• _Activity_: In the listing below, the lines starting with the line with "let by_label = BUILTIN_FIELDS" and going on through the line with "let entries: Vec<FieldMapEntry>" are to be reproduced exactly, and only those.

[Entries supplied]

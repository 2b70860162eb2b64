use std::collections::BTreeMap;

use chrono::NaiveDate;
use serde::{Deserialize, Serialize};

/// A typed column value. Serializes to the JSON shape the store expects:
/// `null`, a boolean, an ISO `YYYY-MM-DD` string, or plain text.
#[derive(Debug, Clone, PartialEq, Eq, Serialize)]
#[serde(untagged)]
pub enum FieldValue {
    Null,
    Bool(bool),
    Date(NaiveDate),
    Text(String),
}

impl FieldValue {
    pub fn is_null(&self) -> bool {
        matches!(self, Self::Null)
    }

    pub fn as_text(&self) -> Option<&str> {
        match self {
            Self::Text(value) => Some(value.as_str()),
            _ => None,
        }
    }
}

#[derive(Debug, Clone, PartialEq, Eq, Serialize)]
pub struct NormalizedRecord {
    pub property_number: String,
    #[serde(flatten)]
    pub fields: BTreeMap<String, FieldValue>,
}

impl NormalizedRecord {
    pub fn get(&self, field: &str) -> Option<&FieldValue> {
        self.fields.get(field)
    }

    pub fn text(&self, field: &str) -> Option<&str> {
        self.get(field).and_then(FieldValue::as_text)
    }

    pub fn is_missing(&self, field: &str) -> bool {
        self.get(field).is_none_or(FieldValue::is_null)
    }

    pub fn set(&mut self, field: &str, value: FieldValue) {
        self.fields.insert(field.to_string(), value);
    }
}

#[derive(Debug, Clone, PartialEq, Eq, Serialize, Deserialize)]
pub struct UploadFailure {
    pub property_number: String,
    pub error: String,
}

#[derive(Debug, Clone, PartialEq, Eq, Serialize, Deserialize)]
pub struct BatchFailure {
    pub batch_number: usize,
    pub first_property_number: String,
    pub last_property_number: String,
    pub record_count: usize,
    pub error: String,
}

#[derive(Debug, Clone, Copy, PartialEq, Eq, Serialize, Deserialize)]
#[serde(rename_all = "snake_case")]
pub enum UploadState {
    Idle,
    Uploading { batch: usize },
    Done,
}

#[derive(Debug, Clone, PartialEq, Eq, Serialize, Deserialize)]
pub struct UploadResult {
    pub attempted: usize,
    pub succeeded: usize,
    pub failed: usize,
    pub state: UploadState,
    pub failures: Vec<UploadFailure>,
    pub batch_failures: Vec<BatchFailure>,
    pub failed_ids: Vec<String>,
}

impl Default for UploadResult {
    fn default() -> Self {
        Self {
            attempted: 0,
            succeeded: 0,
            failed: 0,
            state: UploadState::Idle,
            failures: Vec::new(),
            batch_failures: Vec::new(),
            failed_ids: Vec::new(),
        }
    }
}

#[derive(Debug, Clone, Serialize, Deserialize)]
pub struct ReportSource {
    pub path: String,
    pub sha256: String,
    pub header_count: usize,
    pub unmapped_headers: Vec<String>,
}

#[derive(Debug, Clone, Serialize, Deserialize)]
pub struct ReportSettings {
    pub mode: String,
    pub batch_size: usize,
    pub pause_ms: u64,
    pub store: Option<String>,
    pub id_utc_offset_hours: i32,
    #[serde(default)]
    pub replace: bool,
}

#[derive(Debug, Clone, Default, Serialize, Deserialize)]
pub struct ReportCounts {
    pub lines_read: usize,
    pub blank_lines: usize,
    pub skipped: usize,
    pub accepted: usize,
    pub attempted: usize,
    pub succeeded: usize,
    pub failed: usize,
}

#[derive(Debug, Clone, Serialize, Deserialize)]
pub struct UploadRunReport {
    pub manifest_version: u32,
    pub run_id: String,
    pub generated_at: String,
    pub status: String,
    pub source: ReportSource,
    pub settings: ReportSettings,
    pub counts: ReportCounts,
    pub upload_state: Option<UploadState>,
    pub failures: Vec<UploadFailure>,
    pub batch_failures: Vec<BatchFailure>,
    #[serde(default, skip_serializing_if = "Option::is_none")]
    pub accepted_ids: Option<Vec<String>>,
    #[serde(default, skip_serializing_if = "Option::is_none")]
    pub failed_ids: Option<Vec<String>>,
    pub warnings: Vec<String>,
}
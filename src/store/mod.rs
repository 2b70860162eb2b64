use anyhow::Result;
use async_trait::async_trait;
use thiserror::Error;

use crate::config::StoreConfig;
use crate::model::NormalizedRecord;

mod postgrest;
mod sqlite;
#[cfg(test)]
mod tests;

pub use postgrest::PostgrestStore;
pub use sqlite::SqliteStore;

#[derive(Debug, Error)]
pub enum StoreError {
    #[error("request failed: {0}")]
    Transport(#[from] reqwest::Error),

    #[error("store rejected request ({status}): {message}")]
    Rejected { status: u16, message: String },

    #[error("database error: {0}")]
    Database(#[from] rusqlite::Error),

    #[error("failed to encode record: {0}")]
    Encode(#[from] serde_json::Error),

    #[error("unexpected response: {0}")]
    Response(String),
}

/// Destination for normalized listing records.
///
/// `insert` is all-or-nothing from the caller's point of view: either the
/// whole slice is accepted or the call fails.
#[async_trait]
pub trait RecordStore: Send + Sync {
    async fn insert(&self, records: &[NormalizedRecord]) -> Result<usize, StoreError>;

    async fn count(&self) -> Result<u64, StoreError>;

    /// Removes every row from the table.
    async fn delete_all(&self) -> Result<(), StoreError>;

    /// Highest stored `property_number` starting with `prefix`.
    async fn latest_property_number(&self, prefix: &str) -> Result<Option<String>, StoreError>;

    fn describe(&self) -> String;
}

pub fn open_store(config: &StoreConfig) -> Result<Box<dyn RecordStore>> {
    let store: Box<dyn RecordStore> = match config {
        StoreConfig::Postgrest {
            base_url,
            api_key,
            table,
        } => Box::new(PostgrestStore::new(base_url, api_key, table)?),
        StoreConfig::Sqlite { path, table } => Box::new(SqliteStore::open(path, table)?),
    };
    Ok(store)
}
pub mod ingest;
pub mod status;
use std::fs::{self, File};
use std::io::{Read, Write};
use std::path::{Path, PathBuf};

use anyhow::{Context, Result};
use chrono::{DateTime, FixedOffset, NaiveDate, SecondsFormat, Utc};
use serde::Serialize;
use sha2::{Digest, Sha256};

pub fn now_utc_string() -> String {
    Utc::now().to_rfc3339_opts(SecondsFormat::Secs, true)
}

pub fn utc_compact_string(ts: DateTime<Utc>) -> String {
    ts.format("%Y%m%dT%H%M%SZ").to_string()
}

/// Calendar date of `ts` as seen from `offset`.
pub fn local_date(ts: DateTime<Utc>, offset: FixedOffset) -> NaiveDate {
    ts.with_timezone(&offset).date_naive()
}

pub fn ensure_directory(path: &Path) -> Result<()> {
    fs::create_dir_all(path)
        .with_context(|| format!("failed to create directory: {}", path.display()))
}

pub fn sha256_file(path: &Path) -> Result<String> {
    let mut file = File::open(path)
        .with_context(|| format!("failed to open file for hashing: {}", path.display()))?;

    let mut hasher = Sha256::new();
    let mut buf = [0_u8; 8192];

    loop {
        let count = file
            .read(&mut buf)
            .with_context(|| format!("failed to read file for hashing: {}", path.display()))?;
        if count == 0 {
            break;
        }
        hasher.update(&buf[..count]);
    }

    Ok(format!("{:x}", hasher.finalize()))
}

pub fn write_json_pretty<T: Serialize>(path: &Path, value: &T) -> Result<()> {
    if let Some(parent) = path.parent() {
        if !parent.as_os_str().is_empty() {
            ensure_directory(parent)?;
        }
    }

    let data = serde_json::to_vec_pretty(value)
        .with_context(|| format!("failed to serialize json: {}", path.display()))?;

    let mut file = File::create(path)
        .with_context(|| format!("failed to create json file: {}", path.display()))?;
    file.write_all(&data)
        .with_context(|| format!("failed to write json file: {}", path.display()))?;
    file.write_all(b"\n")
        .with_context(|| format!("failed to finalize json file: {}", path.display()))?;

    Ok(())
}

/// Newest `<prefix>*.json` in `dir`, by filename. Report names embed a compact
/// UTC timestamp, so lexical order is chronological.
pub fn latest_json_with_prefix(dir: &Path, prefix: &str) -> Result<Option<PathBuf>> {
    if !dir.exists() {
        return Ok(None);
    }

    let entries =
        fs::read_dir(dir).with_context(|| format!("failed to read {}", dir.display()))?;

    let mut latest: Option<PathBuf> = None;
    for entry in entries {
        let entry = entry.with_context(|| format!("failed to read entry in {}", dir.display()))?;
        let path = entry.path();

        let matches = path
            .file_name()
            .and_then(|name| name.to_str())
            .map(|name| name.starts_with(prefix) && name.ends_with(".json"))
            .unwrap_or(false);
        if !matches {
            continue;
        }

        if latest.as_ref().is_none_or(|current| path > *current) {
            latest = Some(path);
        }
    }

    Ok(latest)
}
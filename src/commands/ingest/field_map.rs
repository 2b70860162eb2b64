use super::*;

pub(super) const PROPERTY_NAME_FIELD: &str = "property_name";
pub(super) const REGISTER_DATE_FIELD: &str = "register_date";
pub(super) const STATUS_FIELD: &str = "status";
pub(super) const IS_DELETED_FIELD: &str = "is_deleted";
pub(super) const FLOOR_TOTAL_FIELD: &str = "floor_total";

const TRUTHY_TOKENS: [&str; 3] = ["true", "1", "yes"];
const NULL_TEXT_TOKEN: &str = "-";

#[derive(Debug, Clone, Copy, Default, PartialEq, Eq, Deserialize)]
#[serde(rename_all = "snake_case")]
pub(super) enum FieldKind {
    #[default]
    Text,
    Boolean,
    Date,
    /// `current/total` floor text. The mapped column gets the leading number,
    /// `floor_total` gets the number after the slash.
    Floors,
}

// Source header label (as exported from the team listing sheet) -> column.
const BUILTIN_FIELDS: &[(&str, &str, FieldKind)] = &[
    ("등록일", "register_date", FieldKind::Date),
    ("공유여부", "shared", FieldKind::Boolean),
    ("담당자", "manager", FieldKind::Text),
    ("매물상태", "status", FieldKind::Text),
    ("재등록사유", "re_register_reason", FieldKind::Text),
    ("매물종류", "property_type", FieldKind::Text),
    ("매물명", "property_name", FieldKind::Text),
    ("동", "dong", FieldKind::Text),
    ("호", "ho", FieldKind::Text),
    ("소재지", "address", FieldKind::Text),
    ("거래유형", "trade_type", FieldKind::Text),
    ("금액", "price", FieldKind::Text),
    ("공급/전용 (㎡)", "supply_area_sqm", FieldKind::Text),
    ("공급/전용 (평)", "supply_area_pyeong", FieldKind::Text),
    ("해당층/총층", "floor_current", FieldKind::Floors),
    ("룸/욕실", "rooms", FieldKind::Text),
    ("방향(거실기준)", "direction", FieldKind::Text),
    ("관리비", "management_fee", FieldKind::Text),
    ("주차", "parking", FieldKind::Text),
    ("입주가능일", "move_in_date", FieldKind::Date),
    ("사용승인", "approval_date", FieldKind::Date),
    ("특이사항", "special_notes", FieldKind::Text),
    ("담당자MEMO", "manager_memo", FieldKind::Text),
    ("거래완료날짜", "completion_date", FieldKind::Date),
    ("거주자", "resident", FieldKind::Text),
    ("임차유형", "rent_type", FieldKind::Text),
    ("임차금액", "rent_amount", FieldKind::Text),
    ("계약기간", "contract_period", FieldKind::Text),
    ("사진", "has_photo", FieldKind::Boolean),
    ("영상", "has_video", FieldKind::Boolean),
    ("출연", "has_appearance", FieldKind::Boolean),
    ("공동중개", "joint_brokerage", FieldKind::Text),
    ("공동연락처", "joint_contact", FieldKind::Text),
    ("광고상태", "ad_status", FieldKind::Text),
    ("광고기간", "ad_period", FieldKind::Text),
    ("등록완료번호", "registration_number", FieldKind::Text),
    ("소유자", "owner_name", FieldKind::Text),
    ("주민(법인)등록번호", "owner_id", FieldKind::Text),
    ("소유주 연락처", "owner_contact", FieldKind::Text),
    ("연락처 관계", "contact_relation", FieldKind::Text),
];

#[derive(Debug, Clone, PartialEq, Eq)]
pub(super) struct FieldSpec {
    pub(super) field: String,
    pub(super) kind: FieldKind,
}

#[derive(Debug, Clone, Deserialize)]
pub(super) struct FieldMapEntry {
    pub(super) label: String,
    pub(super) field: String,
    #[serde(default)]
    pub(super) kind: FieldKind,
}

/// Immutable header-label to column mapping for one run.
#[derive(Debug, Clone)]
pub(super) struct FieldMap {
    by_label: HashMap<String, FieldSpec>,
}

/// Header positions resolved against a [`FieldMap`].
#[derive(Debug, Clone, Default)]
pub(super) struct ResolvedHeaders {
    pub(super) columns: Vec<(usize, FieldSpec)>,
    pub(super) unmapped: Vec<String>,
    pub(super) property_name_index: Option<usize>,
    pub(super) register_date_index: Option<usize>,
}

impl FieldMap {
    pub(super) fn builtin() -> Self {
        let by_label = BUILTIN_FIELDS
            .iter()
            .map(|(label, field, kind)| {
                (
                    (*label).to_string(),
                    FieldSpec {
                        field: (*field).to_string(),
                        kind: *kind,
                    },
                )
            })
            .collect();
        Self { by_label }
    }

    pub(super) fn from_entries(entries: Vec<FieldMapEntry>) -> Result<Self> {
        if entries.is_empty() {
            bail!("field map has no entries");
        }

        let mut by_label = HashMap::with_capacity(entries.len());
        for entry in entries {
            let label = entry.label.trim().to_string();
            let field = entry.field.trim().to_string();
            if label.is_empty() || field.is_empty() {
                bail!("field map entry has an empty label or field: {label:?} -> {field:?}");
            }
            if field == IS_DELETED_FIELD {
                bail!("field map may not target reserved column {IS_DELETED_FIELD}");
            }

            let spec = FieldSpec {
                field,
                kind: entry.kind,
            };
            if by_label.insert(label.clone(), spec).is_some() {
                bail!("field map lists label {label:?} more than once");
            }
        }

        Ok(Self { by_label })
    }

    pub(super) fn from_json_file(path: &Path) -> Result<Self> {
        let raw = fs::read(path).with_context(|| format!("failed to read {}", path.display()))?;
        let entries: Vec<FieldMapEntry> = serde_json::from_slice(&raw)
            .with_context(|| format!("failed to parse {}", path.display()))?;
        Self::from_entries(entries).with_context(|| format!("invalid field map {}", path.display()))
    }

    pub(super) fn lookup(&self, label: &str) -> Option<&FieldSpec> {
        self.by_label.get(label.trim())
    }

    pub(super) fn len(&self) -> usize {
        self.by_label.len()
    }

    pub(super) fn resolve(&self, headers: &[String]) -> ResolvedHeaders {
        let mut resolved = ResolvedHeaders::default();

        for (index, label) in headers.iter().enumerate() {
            let Some(spec) = self.lookup(label) else {
                if !label.is_empty() {
                    resolved.unmapped.push(label.clone());
                }
                continue;
            };

            match spec.field.as_str() {
                PROPERTY_NAME_FIELD => resolved.property_name_index = Some(index),
                REGISTER_DATE_FIELD => resolved.register_date_index = Some(index),
                _ => {}
            }
            resolved.columns.push((index, spec.clone()));
        }

        resolved
    }
}

/// Turns raw cell text into typed values. Never fails: anything it cannot
/// read becomes `null` (dates, text) or `false` (booleans).
#[derive(Debug, Clone)]
pub(super) struct ValueCoercer {
    date_pattern: Regex,
    floor_current: Regex,
    floor_total: Regex,
}

impl ValueCoercer {
    pub(super) fn new() -> Result<Self> {
        let date_pattern =
            Regex::new(r"^[0-9]{4}-[0-9]{2}-[0-9]{2}$").context("failed to compile date regex")?;
        let floor_current = Regex::new(r"^([0-9]+)").context("failed to compile floor regex")?;
        let floor_total = Regex::new(r"/([0-9]+)").context("failed to compile floor regex")?;
        Ok(Self {
            date_pattern,
            floor_current,
            floor_total,
        })
    }

    pub(super) fn coerce(&self, kind: FieldKind, raw: &str) -> FieldValue {
        match kind {
            FieldKind::Boolean => FieldValue::Bool(coerce_bool(Some(raw))),
            FieldKind::Date => self
                .coerce_date(raw)
                .map(FieldValue::Date)
                .unwrap_or(FieldValue::Null),
            FieldKind::Floors => capture_text(&self.floor_current, raw),
            FieldKind::Text => coerce_text(raw)
                .map(|text| FieldValue::Text(text.to_string()))
                .unwrap_or(FieldValue::Null),
        }
    }

    /// Total-floor companion value of a [`FieldKind::Floors`] cell.
    pub(super) fn floor_total(&self, raw: &str) -> FieldValue {
        capture_text(&self.floor_total, raw)
    }

    pub(super) fn coerce_date(&self, raw: &str) -> Option<NaiveDate> {
        let text = raw.trim();
        if !self.date_pattern.is_match(text) {
            return None;
        }
        NaiveDate::parse_from_str(text, "%Y-%m-%d").ok()
    }
}

pub(super) fn coerce_bool(raw: Option<&str>) -> bool {
    let Some(text) = raw.map(str::trim) else {
        return false;
    };
    TRUTHY_TOKENS
        .iter()
        .any(|token| text.eq_ignore_ascii_case(token))
}

pub(super) fn coerce_text(raw: &str) -> Option<&str> {
    let text = raw.trim();
    if text.is_empty() || text == NULL_TEXT_TOKEN {
        None
    } else {
        Some(text)
    }
}

fn capture_text(pattern: &Regex, raw: &str) -> FieldValue {
    pattern
        .captures(raw.trim())
        .and_then(|captures| captures.get(1))
        .map(|number| FieldValue::Text(number.as_str().to_string()))
        .unwrap_or(FieldValue::Null)
}
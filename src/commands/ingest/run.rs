use super::*;

pub async fn run(args: IngestArgs) -> Result<()> {
    let started_ts = Utc::now();
    let run_id = format!("ingest-{}", utc_compact_string(started_ts));
    let offset = run_offset(args.id_utc_offset_hours)?;
    let run_date = local_date(started_ts, offset);
    let settings = UploadSettings::new(args.mode, args.batch_size, args.pause_ms);

    // Configuration problems end the run before any input is read.
    let store_config = if args.dry_run {
        None
    } else {
        Some(StoreConfig::from_args(&args.store, &args.output_dir)?)
    };
    let notify_config = NotifyConfig::from_option(args.slack_webhook_url.as_deref());

    let field_map = match &args.field_map {
        Some(path) => FieldMap::from_json_file(path)?,
        None => FieldMap::builtin(),
    };
    let coercer = ValueCoercer::new()?;

    let report_path = args.report_path.clone().unwrap_or_else(|| {
        args.output_dir.join("reports").join(format!(
            "{REPORT_FILE_PREFIX}{}.json",
            utc_compact_string(started_ts)
        ))
    });

    let store = store_config.as_ref().map(open_store).transpose()?;

    info!(
        run_id = %run_id,
        csv = %args.csv.display(),
        run_date = %run_date,
        fields = field_map.len(),
        dry_run = args.dry_run,
        replace = args.replace,
        "starting ingest"
    );

    let content = fs::read_to_string(&args.csv)
        .with_context(|| format!("failed to read {}", args.csv.display()))?;
    let source_sha256 = sha256_file(&args.csv)?;

    // The source is readable before anything in the store is touched.
    let first_sequence = match store.as_deref() {
        Some(store) => starting_sequence(store, run_date, args.replace).await?,
        None => 1,
    };

    let outcome = normalize_source(&content, &field_map, &coercer, run_date, first_sequence);
    for warning in &outcome.warnings {
        warn!(warning = %warning, "source warning");
    }
    if !outcome.unmapped_headers.is_empty() {
        info!(
            columns = ?outcome.unmapped_headers,
            "ignoring columns without a field mapping"
        );
    }
    info!(
        lines = outcome.lines_read,
        blank = outcome.blank_lines,
        skipped = outcome.skipped,
        accepted = outcome.records.len(),
        "normalized source rows"
    );

    let upload = match store.as_deref() {
        Some(store) => {
            let prepared = prepare_all(&outcome.records, run_date);
            let uploader = BatchUploader::new(store, settings);
            Some(uploader.upload(&prepared).await)
        }
        None => {
            info!("dry run: upload skipped");
            None
        }
    };

    let report = build_report(
        ReportInputs {
            run_id: &run_id,
            source_path: &args.csv,
            source_sha256,
            settings,
            store_label: store.as_ref().map(|store| store.describe()),
            id_utc_offset_hours: args.id_utc_offset_hours,
            include_ids: args.report_ids,
            replace: args.replace && store.is_some(),
        },
        &outcome,
        upload,
    );

    write_json_pretty(&report_path, &report)?;
    info!(path = %report_path.display(), "wrote upload run report");
    info!(
        accepted = report.counts.accepted,
        skipped = report.counts.skipped,
        succeeded = report.counts.succeeded,
        failed = report.counts.failed,
        "ingest completed"
    );

    if let Some(notify_config) = &notify_config {
        let text = notify::summary_text(&report);
        match notify::send_webhook(notify_config, &text).await {
            Ok(()) => info!("sent run summary to webhook"),
            Err(err) => warn!(error = %err, "failed to send run summary to webhook"),
        }
    }

    Ok(())
}

/// First sequence number for this run's property numbers. A replace run
/// clears the store and starts at 1; otherwise numbering continues after the
/// highest number already stored for the run date.
pub(super) async fn starting_sequence(
    store: &dyn RecordStore,
    run_date: NaiveDate,
    replace: bool,
) -> Result<usize> {
    if replace {
        store
            .delete_all()
            .await
            .with_context(|| format!("failed to clear {}", store.describe()))?;
        info!(store = %store.describe(), "cleared existing rows before upload");
        return Ok(1);
    }

    let prefix = property_number_prefix(run_date);
    match store.latest_property_number(&prefix).await {
        Ok(latest) => {
            let sequence = next_sequence(latest.as_deref(), &prefix);
            if let Some(latest) = latest {
                info!(latest = %latest, next = sequence, "continuing property number sequence");
            }
            Ok(sequence)
        }
        Err(err) => {
            warn!(
                error = %err,
                "failed to read existing property numbers; numbering from 1"
            );
            Ok(1)
        }
    }
}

[/Entries supplied]

• _Exercise result_:
        let by_label = BUILTIN_FIELDS
            .iter()
            .map(|(label, field, kind)| {
                (
                    (*label).to_string(),
                    FieldSpec {
                        field: (*field).to_string(),
                        kind: *kind,
                    },
                )
            })
            .collect();
        Self { by_label }
    }

    pub(super) fn from_entries(entries: Vec<FieldMapEntry>) -> Result<Self> {
        if entries.is_empty() {
            bail!("field map has no entries");
        }

        let mut by_label = HashMap::with_capacity(entries.len());
        for entry in entries {
            let label = entry.label.trim().to_string();
            let field = entry.field.trim().to_string();
            if label.is_empty() || field.is_empty() {
                bail!("field map entry has an empty label or field: {label:?} -> {field:?}");
            }
            if field == IS_DELETED_FIELD {
                bail!("field map may not target reserved column {IS_DELETED_FIELD}");
            }

            let spec = FieldSpec {
                field,
                kind: entry.kind,
            };
            if by_label.insert(label.clone(), spec).is_some() {
                bail!("field map lists label {label:?} more than once");
            }
        }

        Ok(Self { by_label })
    }

    pub(super) fn from_json_file(path: &Path) -> Result<Self> {
        let raw = fs::read(path).with_context(|| format!("failed to read {}", path.display()))?;
        let entries: Vec<FieldMapEntry> = serde_json::from_slice(&raw)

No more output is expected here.